What the task asks: In the data below, find every line with the word "Result" and copy it out.
:: Data for processing ::
//! 8-bit RGBA color with an explicit premultiplied-alpha flag (§3).
//!
//! Invariant: when `premultiplied` is `true`, `r <= a && g <= a && b <= a`.
//! The flag exists purely to prevent double-premultiplication as a color
//! value moves between symbolizer property evaluation (always straight
//! alpha) and the rasterizer/compositor (always premultiplied).

use thiserror::Error;

#[derive(Debug, Clone, Copy, PartialEq, Eq)]
pub struct Color {
    pub r: u8,
    pub g: u8,
    pub b: u8,
    pub a: u8,
    pub premultiplied: bool,
}

impl Color {
    pub const fn rgb(r: u8, g: u8, b: u8) -> Self {
        Self {
            r,
            g,
            b,
            a: 255,
            premultiplied: false,
        }
    }

    pub const fn rgba(r: u8, g: u8, b: u8, a: u8) -> Self {
        Self {
            r,
            g,
            b,
            a,
            premultiplied: false,
        }
    }

    pub const TRANSPARENT: Color = Color {
        r: 0,
        g: 0,
        b: 0,
        a: 0,
        premultiplied: false,
    };

    /// Converts to premultiplied form. Idempotent: calling this on an
    /// already-premultiplied color is a no-op (§8 property 9).
    pub fn premultiply(self) -> Color {
        if self.premultiplied {
            return self;
        }
        let a = self.a as f32 / 255.0;
        Color {
            r: (self.r as f32 * a).round() as u8,
            g: (self.g as f32 * a).round() as u8,
            b: (self.b as f32 * a).round() as u8,
            a: self.a,
            premultiplied: true,
        }
    }

    /// Converts to straight-alpha form. Idempotent (§8 property 9).
    pub fn demultiply(self) -> Color {
        if !self.premultiplied {
            return self;
        }
        if self.a == 0 {
            return Color {
                r: 0,
                g: 0,
                b: 0,
                a: 0,
                premultiplied: false,
            };
        }
        let a = self.a as f32 / 255.0;
        Color {
            r: ((self.r as f32 / a).round().clamp(0.0, 255.0)) as u8,
            g: ((self.g as f32 / a).round().clamp(0.0, 255.0)) as u8,
            b: ((self.b as f32 / a).round().clamp(0.0, 255.0)) as u8,
            a: self.a,
            premultiplied: false,
        }
    }

    pub fn with_opacity(self, opacity: f64) -> Color {
        let o = opacity.clamp(0.0, 1.0);
        let a = (self.a as f64 * o).round().clamp(0.0, 255.0) as u8;
        Color { a, ..self }
    }
}

#[derive(Debug, Error, PartialEq, Eq)]
pub enum ColorParseError {
    #[error("empty color literal")]
    Empty,
    #[error("unknown color literal: {0}")]
    Unrecognized(String),
    #[error("malformed hex color: {0}")]
    BadHex(String),
    #[error("malformed rgb()/rgba() function: {0}")]
    BadFunction(String),
}

/// Parses a CSS-style color literal: `#rgb`, `#rrggbb`, `rgb(r,g,b)`,
/// `rgba(r,g,b,a)`, or one of a small set of named colors. Grounded on
/// `mapnik`'s `css_color_parser`/`color_factory`, reimplemented without the
/// boost::spirit grammar dependency.
pub fn parse_css_color(input: &str) -> Result<Color, ColorParseError> {
    let s = input.trim();
    if s.is_empty() {
        return Err(ColorParseError::Empty);
    }
    if let Some(hex) = s.strip_prefix('#') {
        return parse_hex(hex);
    }
    if let Some(inner) = s.strip_prefix("rgba(").and_then(|s| s.strip_suffix(')')) {
        return parse_rgba_function(inner, true);
    }
    if let Some(inner) = s.strip_prefix("rgb(").and_then(|s| s.strip_suffix(')')) {
        return parse_rgba_function(inner, false);
    }
    named_color(s).ok_or_else(|| ColorParseError::Unrecognized(s.to_string()))
}

fn parse_hex(hex: &str) -> Result<Color, ColorParseError> {
    let expand = |c: u8| -> u8 { c * 16 + c };
    match hex.len() {
        3 => {
            let nibbles = hex_nibbles(hex).ok_or_else(|| ColorParseError::BadHex(hex.to_string()))?;
            Ok(Color::rgb(
                expand(nibbles[0]),
                expand(nibbles[1]),
                expand(nibbles[2]),
            ))
        }
        6 => {
            let bytes = hex_bytes(hex).ok_or_else(|| ColorParseError::BadHex(hex.to_string()))?;
            Ok(Color::rgb(bytes[0], bytes[1], bytes[2]))
        }
        8 => {
            let bytes = hex_bytes8(hex).ok_or_else(|| ColorParseError::BadHex(hex.to_string()))?;
            Ok(Color::rgba(bytes[0], bytes[1], bytes[2], bytes[3]))
        }
        _ => Err(ColorParseError::BadHex(hex.to_string())),
    }
}

fn hex_nibbles(s: &str) -> Option<[u8; 3]> {
    let mut out = [0u8; 3];
    for (i, c) in s.chars().enumerate() {
        out[i] = c.to_digit(16)? as u8;
    }
    Some(out)
}

fn hex_bytes(s: &str) -> Option<[u8; 3]> {
    let mut out = [0u8; 3];
    for i in 0..3 {
        out[i] = u8::from_str_radix(&s[i * 2..i * 2 + 2], 16).ok()?;
    }
    Some(out)
}

fn hex_bytes8(s: &str) -> Option<[u8; 4]> {
    let mut out = [0u8; 4];
    for i in 0..4 {
        out[i] = u8::from_str_radix(&s[i * 2..i * 2 + 2], 16).ok()?;
    }
    Some(out)
}

fn parse_rgba_function(inner: &str, has_alpha: bool) -> Result<Color, ColorParseError> {
    let parts: Vec<&str> = inner.split(',').map(str::trim).collect();
    let expected = if has_alpha { 4 } else { 3 };
    if parts.len() != expected {
        return Err(ColorParseError::BadFunction(inner.to_string()));
    }
    let channel = |s: &str| -> Result<u8, ColorParseError> {
        if let Some(pct) = s.strip_suffix('%') {
            let v: f64 = pct
                .parse()
                .map_err(|_| ColorParseError::BadFunction(inner.to_string()))?;
            Ok((v.clamp(0.0, 100.0) / 100.0 * 255.0).round() as u8)
        } else {
            s.parse::<u16>()
                .map(|v| v.min(255) as u8)
                .map_err(|_| ColorParseError::BadFunction(inner.to_string()))
        }
    };
    let r = channel(parts[0])?;
    let g = channel(parts[1])?;
    let b = channel(parts[2])?;
    let a = if has_alpha {
        let v: f64 = parts[3]
            .parse()
            .map_err(|_| ColorParseError::BadFunction(inner.to_string()))?;
        (v.clamp(0.0, 1.0) * 255.0).round() as u8
    } else {
        255
    };
    Ok(Color::rgba(r, g, b, a))
}

fn named_color(name: &str) -> Option<Color> {
    Some(match name.to_ascii_lowercase().as_str() {
        "black" => Color::rgb(0, 0, 0),
        "white" => Color::rgb(255, 255, 255),
        "red" => Color::rgb(255, 0, 0),
        "green" => Color::rgb(0, 128, 0),
        "blue" => Color::rgb(0, 0, 255),
        "yellow" => Color::rgb(255, 255, 0),
        "gray" | "grey" => Color::rgb(128, 128, 128),
        "orange" => Color::rgb(255, 165, 0),
        "purple" => Color::rgb(128, 0, 128),
        "transparent" => Color::TRANSPARENT,
        "none" => Color::TRANSPARENT,
        _ => return None,
    })
}

#[cfg(test)]
mod tests {
    use super::*;

    #[test]
    fn premultiply_then_demultiply_roundtrips() {
        let c = Color::rgba(200, 100, 50, 128);
        let p = c.premultiply();
        assert!(p.r <= p.a && p.g <= p.a && p.b <= p.a);
        let back = p.demultiply();
        // rounding through 8-bit premultiplication loses at most 1 LSB/channel.
        assert!((back.r as i16 - c.r as i16).abs() <= 1);
        assert!((back.g as i16 - c.g as i16).abs() <= 1);
        assert!((back.b as i16 - c.b as i16).abs() <= 1);
    }

    #[test]
    fn premultiply_is_idempotent() {
        let c = Color::rgba(10, 20, 30, 40).premultiply();
        assert_eq!(c.premultiply(), c);
    }

    #[test]
    fn demultiply_is_idempotent() {
        let c = Color::rgba(10, 20, 30, 40);
        assert_eq!(c.demultiply(), c.demultiply().demultiply());
    }

    #[test]
    fn parses_short_and_long_hex() {
        assert_eq!(parse_css_color("#f00").unwrap(), Color::rgb(255, 0, 0));
        assert_eq!(parse_css_color("#ff0000").unwrap(), Color::rgb(255, 0, 0));
        assert_eq!(
            parse_css_color("#ff000080").unwrap(),
            Color::rgba(255, 0, 0, 0x80)
        );
    }

    #[test]
    fn parses_rgb_and_rgba_functions() {
        assert_eq!(
            parse_css_color("rgb(255, 0, 0)").unwrap(),
            Color::rgb(255, 0, 0)
        );
        assert_eq!(
            parse_css_color("rgba(255, 0, 0, 0.5)").unwrap(),
            Color::rgba(255, 0, 0, 128)
        );
    }

    #[test]
    fn parses_named_colors_case_insensitively() {
        assert_eq!(parse_css_color("Red").unwrap(), Color::rgb(255, 0, 0));
    }

    #[test]
    fn rejects_garbage() {
        assert!(parse_css_color("").is_err());
        assert!(parse_css_color("not-a-color").is_err());
        assert!(parse_css_color("#12").is_err());
    }
}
:::
Exercise answer:
pub fn parse_css_color(input: &str) -> Result<Color, ColorParseError> {
fn parse_hex(hex: &str) -> Result<Color, ColorParseError> {
fn parse_rgba_function(inner: &str, has_alpha: bool) -> Result<Color, ColorParseError> {
    let channel = |s: &str| -> Result<u8, ColorParseError> {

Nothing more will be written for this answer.